MAP is a point estimation. It finds the absolute peak (the mode) of the posterior distribution and discards the rest. If the posterior distribution is a vast, rolling mountain range of possibilities, MAP simply plants a flag at the highest peak and ignores the shape of the mountain.
Bayesian Estimation, on the other hand, is about embracing the entire landscape.
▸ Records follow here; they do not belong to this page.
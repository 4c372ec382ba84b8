//! Handlers for logging and optional auth (allowlist).

use async_trait::async_trait;
use scan_core::{Handler, HandlerResponse, Message, Result};
use tracing::{debug, info, instrument, warn};

/// Logs each message in before() and the response in after(); always continues.
pub struct LoggingHandler;

#[async_trait]
impl Handler for LoggingHandler {
    #[instrument(skip(self, message))]
    async fn before(&self, message: &Message) -> Result<bool> {
        info!(
            user_id = message.user.id,
            chat_id = message.chat.id,
            username = %message.user.username.as_deref().unwrap_or("unknown"),
            kind = ?message.kind,
            content_len = message.content.chars().count(),
            "Received message"
        );
        Ok(true)
    }

    #[instrument(skip(self, message, response))]
    async fn after(&self, message: &Message, response: &HandlerResponse) -> Result<()> {
        debug!(
            message_id = %message.id,
            response = ?response,
            "Processed message"
        );
        Ok(())
    }
}

/// Stops the chain when an allowlist is configured and the sender is not on it.
/// An empty allowlist lets everyone through.
pub struct AuthHandler {
    allowed_users: Vec<i64>,
}

impl AuthHandler {
    pub fn new(allowed_users: Vec<i64>) -> Self {
        Self { allowed_users }
    }

    pub fn is_allowed(&self, user_id: i64) -> bool {
        self.allowed_users.is_empty() || self.allowed_users.contains(&user_id)
    }
}

#[async_trait]
impl Handler for AuthHandler {
    #[instrument(skip(self, message))]
    async fn before(&self, message: &Message) -> Result<bool> {
        let user_id = message.user.id;
        if self.is_allowed(user_id) {
            debug!(user_id, "User authorized");
            Ok(true)
        } else {
            warn!(user_id, chat_id = message.chat.id, "Unauthorized access attempt");
            Ok(false)
        }
    }
}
Instead of asking "What is the single most probable parameter?", Bayesian estimation asks,
"What is the full range of plausible parameters, and how likely is each one?" It retains the entire posterior distribution, carrying forward a complete picture of our uncertainty.
The core concept of pure Bayesian estimation is that we never collapse our beliefs down to a single, absolute estimate for a parameter $z$. Instead, we treat $z$ as a random variable and use the entire posterior distribution $p(z|y)$ to represent our updated uncertainty after seeing the data $y$. This complete distribution then serves as the foundation for all downstream tasks, preserving our uncertainty rather than discarding it.
We mathematically define this update using Bayes' theorem:
$$ p(z|y)=\frac{p(y|z) p(z)}{p(y)}\propto p(y|z) p(z) $$
The chain of equality and proportionality highlights a crucial practical shortcut in Bayesian inference.
Note: When utilizing conjugate priors, Bayesian inference becomes significantly more tractable. Since the posterior distribution is known to belong to the same probability family as the prior, we do not need to compute the full equation $p(z|y)=\frac{p(y|z) p(z)}{p(y)}$. Instead, we can simply multiply the likelihood and the prior, $p(y|z) p(z)$, to algebraically identify the updated distribution parameters of the posterior. The marginal likelihood, $p(y)$, can be safely ignored during this step as it is independent of $z$ and functions purely as a normalizing constant.
The fully Bayesian approach computes the predictive distribution by calculating a weighted average over every possible value of $z$, weighted by how probable that $z$ is according to our posterior. Mathematically, this requires integration:
$$ p(y'|y) = \int p(y'|z) p(z|y) dz $$
The integral sums this up across all possible values of $z$.